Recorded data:

-- Opening Marker --

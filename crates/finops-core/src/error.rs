//! Error types for dataset validation and analysis runs

use thiserror::Error;

use crate::models::ResourceKind;

/// Result alias for analysis operations
pub type Result<T> = std::result::Result<T, AnalysisError>;

/// Engine identifiers, used to name the origin of a failed run
#[derive(Debug, Clone, Copy, PartialEq, Eq, Hash)]
pub enum Engine {
    Visibility,
    Waste,
    Optimization,
    Forecast,
    Governance,
}

impl Engine {
    pub fn as_str(&self) -> &'static str {
        match self {
            Engine::Visibility => "visibility",
            Engine::Waste => "waste",
            Engine::Optimization => "optimization",
            Engine::Forecast => "forecast",
            Engine::Governance => "governance",
        }
    }
}

impl std::fmt::Display for Engine {
    fn fmt(&self, f: &mut std::fmt::Formatter<'_>) -> std::fmt::Result {
        f.write_str(self.as_str())
    }
}

/// A dataset that fails structural checks
#[derive(Debug, Clone, PartialEq, Error)]
pub enum ValidationError {
    #[error("{field} must be a non-negative amount, got {value}")]
    NegativeCost { field: String, value: f64 },

    #[error("{kind} resource has an empty identifier")]
    EmptyId { kind: ResourceKind },

    #[error("duplicate {kind} identifier '{id}'")]
    DuplicateId { kind: ResourceKind, id: String },

    #[error("{kind} '{id}' has utilization {value} outside 0-100")]
    UtilizationOutOfRange {
        kind: ResourceKind,
        id: String,
        value: f64,
    },
}

/// Errors that abort an analysis run
#[derive(Debug, Error)]
pub enum AnalysisError {
    #[error("invalid dataset: {0}")]
    Validation(#[from] ValidationError),

    #[error("forecast horizon must be at least one month")]
    InvalidHorizon,

    #[error("{engine} engine failed: {source}")]
    Engine {
        engine: Engine,
        #[source]
        source: Box<AnalysisError>,
    },

    #[error("metrics error: {0}")]
    Metrics(#[from] prometheus::Error),
}

impl AnalysisError {
    /// Wrap an error with the engine it escaped from
    pub fn in_engine(self, engine: Engine) -> Self {
        AnalysisError::Engine {
            engine,
            source: Box::new(self),
        }
    }

    /// Engine that raised the error, if it came from one
    pub fn engine(&self) -> Option<Engine> {
        match self {
            AnalysisError::Engine { engine, .. } => Some(*engine),
            _ => None,
        }
    }
}
//! Cost forecasting
//!
//! Projects current monthly spend forward under three fixed scenarios that
//! differ only in the upfront optimization discount. Growth compounds
//! monthly, and each month's value is rounded to cents before the next
//! month is computed, so rounding error compounds along with growth.

use serde::{Deserialize, Serialize};

use crate::config::ForecastConfig;
use crate::error::{AnalysisError, Result};

const SCENARIO_NAMES: [&str; 3] = ["Baseline", "Conservative", "Aggressive"];

/// Round to two decimal places (cents)
pub fn round_cents(value: f64) -> f64 {
    (value * 100.0).round() / 100.0
}

#[derive(Debug, Clone, Copy, PartialEq, Serialize, Deserialize)]
pub struct MonthlyProjection {
    pub month: u32,
    pub cost: f64,
}

/// One projection path
#[derive(Debug, Clone, PartialEq, Serialize, Deserialize)]
pub struct ForecastScenario {
    pub name: String,
    /// Upfront reduction as a fraction of current spend
    pub optimization_level: f64,
    /// Monthly growth as a fraction
    pub growth_rate: f64,
    pub projections: Vec<MonthlyProjection>,
    pub month_3: f64,
    pub month_6: f64,
    pub month_12: f64,
    /// Sum of the first twelve projected months (or fewer when the horizon is shorter)
    pub year_total: f64,
}

impl ForecastScenario {
    /// Projected cost at a 1-based month, zero beyond the horizon
    pub fn checkpoint(projections: &[MonthlyProjection], month: usize) -> f64 {
        month
            .checked_sub(1)
            .and_then(|idx| projections.get(idx))
            .map(|p| p.cost)
            .unwrap_or(0.0)
    }
}

#[derive(Debug, Clone, PartialEq, Serialize, Deserialize)]
pub struct Forecast {
    pub months: u32,
    pub current_monthly: f64,
    pub scenarios: Vec<ForecastScenario>,
}

/// Deterministic multi-scenario projection
pub struct Forecaster<'a> {
    config: &'a ForecastConfig,
}

impl<'a> Forecaster<'a> {
    pub fn new(config: &'a ForecastConfig) -> Self {
        Self { config }
    }

    /// Project `current_monthly` forward `months` periods under every scenario
    pub fn forecast(&self, current_monthly: f64, months: u32) -> Result<Forecast> {
        if months == 0 {
            return Err(AnalysisError::InvalidHorizon);
        }

        let scenarios = SCENARIO_NAMES
            .iter()
            .zip(self.config.optimization_levels.iter())
            .map(|(label, level)| self.scenario(label, *level, current_monthly, months))
            .collect();

        Ok(Forecast {
            months,
            current_monthly,
            scenarios,
        })
    }

    fn scenario(&self, label: &str, level: f64, current_monthly: f64, months: u32) -> ForecastScenario {
        let growth = 1.0 + self.config.growth_rate;
        let mut cost = current_monthly * (1.0 - level);

        let projections: Vec<MonthlyProjection> = (1..=months)
            .map(|month| {
                cost = round_cents(cost * growth);
                MonthlyProjection { month, cost }
            })
            .collect();

        let year_total = projections
            .iter()
            .take(12)
            .fold(0.0, |acc, p| acc + p.cost);

        ForecastScenario {
            name: scenario_name(label, level),
            optimization_level: level,
            growth_rate: self.config.growth_rate,
            month_3: ForecastScenario::checkpoint(&projections, 3),
            month_6: ForecastScenario::checkpoint(&projections, 6),
            month_12: ForecastScenario::checkpoint(&projections, 12),
            year_total,
            projections,
        }
    }
}

fn scenario_name(label: &str, level: f64) -> String {
    if level <= 0.0 {
        format!("{} (No Optimization)", label)
    } else {
        format!("{} ({:.0}% Optimization)", label, level * 100.0)
    }
}

#[cfg(test)]
mod tests {
    use super::*;

    fn forecast(current: f64, months: u32) -> Forecast {
        let config = ForecastConfig::default();
        Forecaster::new(&config).forecast(current, months).unwrap()
    }

    #[test]
    fn test_three_named_scenarios() {
        let result = forecast(1000.0, 12);
        let names: Vec<&str> = result.scenarios.iter().map(|s| s.name.as_str()).collect();
        assert_eq!(
            names,
            vec![
                "Baseline (No Optimization)",
                "Conservative (20% Optimization)",
                "Aggressive (40% Optimization)",
            ]
        );
        assert!(result.scenarios.iter().all(|s| s.projections.len() == 12));
    }

    #[test]
    fn test_conservative_rounds_each_month() {
        let result = forecast(1000.0, 2);
        let conservative = &result.scenarios[1];
        assert_eq!(conservative.projections[0].cost, 840.00);
        assert_eq!(conservative.projections[1].cost, 882.00);
    }

    #[test]
    fn test_rounding_compounds() {
        // 0.01 * 1.05 rounds back to 0.01 every month
        let result = forecast(0.01, 6);
        assert!(result.scenarios[0]
            .projections
            .iter()
            .all(|p| p.cost == 0.01));
    }

    #[test]
    fn test_baseline_strictly_increasing() {
        let result = forecast(45234.50, 24);
        let baseline = &result.scenarios[0];
        for pair in baseline.projections.windows(2) {
            assert!(pair[1].cost > pair[0].cost);
        }
    }

    #[test]
    fn test_scenario_ordering_at_month_12() {
        let result = forecast(45234.50, 12);
        let [baseline, conservative, aggressive] = [
            &result.scenarios[0],
            &result.scenarios[1],
            &result.scenarios[2],
        ];
        assert!(aggressive.month_12 < conservative.month_12);
        assert!(conservative.month_12 < baseline.month_12);
    }

    #[test]
    fn test_short_horizon_checkpoints_are_zero() {
        let result = forecast(1000.0, 4);
        let baseline = &result.scenarios[0];
        assert_eq!(baseline.month_3, baseline.projections[2].cost);
        assert_eq!(baseline.month_6, 0.0);
        assert_eq!(baseline.month_12, 0.0);

        let sum: f64 = baseline.projections.iter().map(|p| p.cost).sum();
        assert!((baseline.year_total - sum).abs() < 1e-9);
    }

    #[test]
    fn test_year_total_caps_at_twelve_months() {
        let result = forecast(1000.0, 18);
        let baseline = &result.scenarios[0];
        let first_year: f64 = baseline.projections[..12].iter().map(|p| p.cost).sum();
        assert!((baseline.year_total - first_year).abs() < 1e-9);
        assert_eq!(baseline.month_12, baseline.projections[11].cost);
    }

    #[test]
    fn test_zero_horizon_rejected() {
        let config = ForecastConfig::default();
        let result = Forecaster::new(&config).forecast(1000.0, 0);
        assert!(matches!(result, Err(AnalysisError::InvalidHorizon)));
    }

    #[test]
    fn test_zero_spend_stays_zero() {
        let result = forecast(0.0, 3);
        assert!(result
            .scenarios
            .iter()
            .flat_map(|s| s.projections.iter())
            .all(|p| p.cost == 0.0));
    }
}
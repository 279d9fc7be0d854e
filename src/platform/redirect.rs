//! Redirect-link extraction from the pahe.win landing page
//!
//! The landing page hides the kwik URL inside its first inline script.
//! This coupling to upstream markup is deliberately confined here: if the
//! landing page changes shape, only this module needs to follow.

use crate::error::PahedlError;
use regex::Regex;
use scraper::{Html, Selector};
use tracing::debug;

/// Host the landing page redirects to.
pub const REDIRECT_HOST: &str = "kwik.si";

/// Extract the kwik file-page URL from the landing page HTML.
///
/// Takes the first `<script type="text/javascript">` without a `src`
/// attribute and pattern-matches an absolute URL under [`REDIRECT_HOST`].
/// A missing script and a script without such a URL are both
/// `ExtractionFailed`, reported, not thrown.
pub fn extract_redirect_url(html: &str) -> Result<String, PahedlError> {
    let document = Html::parse_document(html);
    let selector = Selector::parse(r#"script[type="text/javascript"]"#).unwrap();

    let script = document
        .select(&selector)
        .find(|el| el.value().attr("src").is_none())
        .ok_or_else(|| {
            PahedlError::ExtractionFailed("no inline script on landing page".to_string())
        })?;
    let text: String = script.text().collect();

    let pattern = Regex::new(&format!(
        r"https?://{}/f/[A-Za-z0-9_-]+",
        regex::escape(REDIRECT_HOST)
    ))
    .unwrap();

    match pattern.find(&text) {
        Some(m) => {
            debug!("redirect target found: {}", m.as_str());
            Ok(m.as_str().to_string())
        }
        None => Err(PahedlError::ExtractionFailed(format!(
            "inline script contains no {} link",
            REDIRECT_HOST
        ))),
    }
}

#[cfg(test)]
mod tests {
    use super::*;

    #[test]
    fn test_extracts_kwik_url_from_inline_script() {
        let html = r#"<html><head></head><body>
            <script type="text/javascript" src="/static/app.js"></script>
            <script type="text/javascript">
                setTimeout(function () {
                    window.location.href = 'https://kwik.si/f/xyz123';
                }, 3000);
            </script>
        </body></html>"#;

        assert_eq!(
            extract_redirect_url(html).unwrap(),
            "https://kwik.si/f/xyz123"
        );
    }

    #[test]
    fn test_no_inline_script() {
        let html = r#"<html><body>
            <script type="text/javascript" src="/static/app.js"></script>
        </body></html>"#;

        assert!(matches!(
            extract_redirect_url(html),
            Err(PahedlError::ExtractionFailed(_))
        ));
    }

    #[test]
    fn test_inline_script_without_link() {
        let html = r#"<html><body>
            <script type="text/javascript">console.log('nothing here');</script>
        </body></html>"#;

        assert!(matches!(
            extract_redirect_url(html),
            Err(PahedlError::ExtractionFailed(_))
        ));
    }

    #[test]
    fn test_only_first_inline_script_is_considered() {
        // Links in later scripts must not rescue a first script without one
        let html = r#"<html><body>
            <script type="text/javascript">var noise = 1;</script>
            <script type="text/javascript">location = 'https://kwik.si/f/later';</script>
        </body></html>"#;

        assert!(extract_redirect_url(html).is_err());
    }
}
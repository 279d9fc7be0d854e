//! Utility modules

pub mod filename;
pub mod mime;
pub mod url;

-- Closing Marker --

> _WORK INSTRUCTIONS_
Could you return exactly the lines above from the line with "under every scenario" to the line with "let result = forecast(1000.0, 12);", both included, and nothing else?

> _COMPLETED TASK_
    /// Project `current_monthly` forward `months` periods under every scenario
    pub fn forecast(&self, current_monthly: f64, months: u32) -> Result<Forecast> {
        if months == 0 {
            return Err(AnalysisError::InvalidHorizon);
        }

        let scenarios = SCENARIO_NAMES
            .iter()
            .zip(self.config.optimization_levels.iter())
            .map(|(label, level)| self.scenario(label, *level, current_monthly, months))
            .collect();

        Ok(Forecast {
            months,
            current_monthly,
            scenarios,
        })
    }

    fn scenario(&self, label: &str, level: f64, current_monthly: f64, months: u32) -> ForecastScenario {
        let growth = 1.0 + self.config.growth_rate;
        let mut cost = current_monthly * (1.0 - level);

        let projections: Vec<MonthlyProjection> = (1..=months)
            .map(|month| {
                cost = round_cents(cost * growth);
                MonthlyProjection { month, cost }
            })
            .collect();

        let year_total = projections
            .iter()
            .take(12)
            .fold(0.0, |acc, p| acc + p.cost);

        ForecastScenario {
            name: scenario_name(label, level),
            optimization_level: level,
            growth_rate: self.config.growth_rate,
            month_3: ForecastScenario::checkpoint(&projections, 3),
            month_6: ForecastScenario::checkpoint(&projections, 6),
            month_12: ForecastScenario::checkpoint(&projections, 12),
            year_total,
            projections,
        }
    }
}

fn scenario_name(label: &str, level: f64) -> String {
    if level <= 0.0 {
        format!("{} (No Optimization)", label)
    } else {
        format!("{} ({:.0}% Optimization)", label, level * 100.0)
    }
}

#[cfg(test)]
mod tests {
    use super::*;

    fn forecast(current: f64, months: u32) -> Forecast {
        let config = ForecastConfig::default();
        Forecaster::new(&config).forecast(current, months).unwrap()
    }

    #[test]
    fn test_three_named_scenarios() {
        let result = forecast(1000.0, 12);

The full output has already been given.